There's a lot more to say here, I'm sure — one could probably riff for a while on how both Williams and the man who was in many ways his opposite, Wallace Stevens, are both heirs to the Blakean visionary Romantic tradition. I mean, Stevens' "Of Mere Being," with its gold and "fire-fangled" bird, glowing brightly "without human meaning" is probably a good counterpart to these Williams poems. And there's probably something to say about the idea of language as a reducer of experience. Huxley talks about this, and so does T.E. Hulme, the main theorist of imagism.

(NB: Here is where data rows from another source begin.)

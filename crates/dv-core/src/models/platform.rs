//! Views of the orchestration platform objects the engine reads and the
//! specifications it hands to the gateway when creating them.

use std::collections::BTreeMap;

use chrono::{DateTime, Utc};
use serde::{Deserialize, Serialize};

use super::deployment::ProtocolType;
use super::publish::EnvVar;

pub const BUILD_NUMBER_ANNOTATION: &str = "openshift.io/build.number";
pub const LATEST_VERSION_ANNOTATION: &str = "openshift.io/deployment-config.latest-version";
pub const DEPLOYMENT_VERSION_LABEL: &str = "syndesis.io/deployment-version";

#[derive(Debug, Clone, PartialEq, Eq)]
pub enum BuildPhase {
    New,
    Pending,
    Running,
    Complete,
    Failed,
    Error,
    Cancelled,
    Other(String),
}

impl BuildPhase {
    pub fn parse(phase: &str) -> Self {
        match phase {
            "New" => BuildPhase::New,
            "Pending" => BuildPhase::Pending,
            "Running" => BuildPhase::Running,
            "Complete" => BuildPhase::Complete,
            "Failed" => BuildPhase::Failed,
            "Error" => BuildPhase::Error,
            "Cancelled" => BuildPhase::Cancelled,
            other => BuildPhase::Other(other.to_string()),
        }
    }

    pub fn is_completed(&self) -> bool {
        matches!(self, BuildPhase::Complete)
    }

    pub fn is_failed(&self) -> bool {
        matches!(self, BuildPhase::Failed | BuildPhase::Error)
    }

    pub fn is_cancelled(&self) -> bool {
        matches!(self, BuildPhase::Cancelled)
    }
}

#[derive(Debug, Clone)]
pub struct BuildInfo {
    pub name: String,
    pub phase: BuildPhase,
    pub message: Option<String>,
    pub log_snippet: Option<String>,
    pub labels: BTreeMap<String, String>,
    pub annotations: BTreeMap<String, String>,
    pub completion_timestamp: Option<DateTime<Utc>>,
}

impl BuildInfo {
    pub fn build_number(&self) -> Option<u64> {
        self.annotations
            .get(BUILD_NUMBER_ANNOTATION)
            .and_then(|n| n.parse().ok())
    }

    pub fn deployment_version(&self) -> Option<u64> {
        self.labels
            .get(DEPLOYMENT_VERSION_LABEL)
            .and_then(|n| n.parse().ok())
    }
}

#[derive(Debug, Clone)]
pub struct BuildConfigInfo {
    pub name: String,
    pub last_version: u64,
}

#[derive(Debug, Clone, Copy, PartialEq, Eq)]
pub enum ConditionStatus {
    True,
    False,
    Unknown,
}

impl ConditionStatus {
    pub fn parse(status: &str) -> Self {
        match status {
            "True" => ConditionStatus::True,
            "False" => ConditionStatus::False,
            _ => ConditionStatus::Unknown,
        }
    }
}

#[derive(Debug, Clone)]
pub struct Condition {
    pub kind: String,
    pub status: ConditionStatus,
    pub last_transition_time: Option<DateTime<Utc>>,
    pub message: Option<String>,
}

#[derive(Debug, Clone)]
pub struct DeploymentInfo {
    pub name: String,
    pub latest_version: u64,
    pub conditions: Vec<Condition>,
}

impl DeploymentInfo {
    pub fn condition(&self, kind: &str) -> Option<&Condition> {
        self.conditions.iter().find(|c| c.kind == kind)
    }
}

#[derive(Debug, Clone)]
pub struct ReplicationControllerInfo {
    pub name: String,
    pub annotations: BTreeMap<String, String>,
    pub template_labels: BTreeMap<String, String>,
    pub replicas: u32,
}

impl ReplicationControllerInfo {
    pub fn latest_version(&self) -> Option<u64> {
        self.annotations
            .get(LATEST_VERSION_ANNOTATION)
            .and_then(|v| v.parse().ok())
    }
}

#[derive(Debug, Clone)]
pub struct ServiceInfo {
    pub name: String,
    pub cluster_ip: Option<String>,
}

#[derive(Debug, Clone)]
pub struct RouteInfo {
    pub name: String,
    pub host: Option<String>,
    pub path: Option<String>,
    pub target_port: Option<String>,
    pub target: String,
    pub tls: bool,
}

/// Kinds of platform object the engine creates and tears down.
#[derive(Debug, Clone, Copy, PartialEq, Eq, Hash, Serialize, Deserialize)]
pub enum ResourceKind {
    Route,
    Service,
    Build,
    Pod,
    ImageStream,
    ReplicationController,
    DeploymentConfig,
    Secret,
    BuildConfig,
}

impl ResourceKind {
    pub fn as_str(self) -> &'static str {
        match self {
            ResourceKind::Route => "route",
            ResourceKind::Service => "service",
            ResourceKind::Build => "build",
            ResourceKind::Pod => "pod",
            ResourceKind::ImageStream => "imagestream",
            ResourceKind::ReplicationController => "replicationcontroller",
            ResourceKind::DeploymentConfig => "deploymentconfig",
            ResourceKind::Secret => "secret",
            ResourceKind::BuildConfig => "buildconfig",
        }
    }
}

impl std::fmt::Display for ResourceKind {
    fn fmt(&self, f: &mut std::fmt::Formatter<'_>) -> std::fmt::Result {
        f.write_str(self.as_str())
    }
}

/// Which objects of a kind an operation targets.
#[derive(Debug, Clone, PartialEq, Eq, Hash)]
pub enum Selector {
    Name(String),
    /// Everything labelled `application=<value>`.
    Application(String),
}

impl std::fmt::Display for Selector {
    fn fmt(&self, f: &mut std::fmt::Formatter<'_>) -> std::fmt::Result {
        match self {
            Selector::Name(name) => write!(f, "{name}"),
            Selector::Application(app) => write!(f, "application={app}"),
        }
    }
}

#[derive(Debug, Clone)]
pub struct BuildConfigSpec {
    pub name: String,
    pub application: String,
    pub builder_image_stream: String,
    pub output_image_stream: String,
    pub revision: u64,
    pub env: Vec<EnvVar>,
    pub node_selector: BTreeMap<String, String>,
}

#[derive(Debug, Clone)]
pub struct SecretSpec {
    pub name: String,
    pub application: String,
    /// Values are already base64 encoded.
    pub data: BTreeMap<String, String>,
}

#[derive(Debug, Clone)]
pub struct DeploymentSpec {
    pub name: String,
    pub revision: u64,
    pub env: Vec<EnvVar>,
    pub memory: String,
    pub cpu: String,
    pub ports: Vec<ProtocolType>,
}

#[derive(Debug, Clone)]
pub struct ServiceSpec {
    pub name: String,
    pub labels: BTreeMap<String, String>,
    pub annotations: BTreeMap<String, String>,
    pub protocols: Vec<ProtocolType>,
}

#[derive(Debug, Clone)]
pub struct RouteSpec {
    pub name: String,
    pub service: String,
    pub protocol: ProtocolType,
    pub application: String,
    pub description: String,
    pub edge_tls: bool,
}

But I've got to kick it into gear and grade some of the papers I had my students write about Blake's prophetic books. Urizen, ho! Onward, Ahania!
Postscript: Those of you who have been in touch with me via email about blogging on Adorno will no doubt have noticed that this is not an Adorno post. I'm getting there! But the new semester has crushed me beneath her voluminous academic trappings, and I gasp for air. Whatever else Adorno may be, he is not air.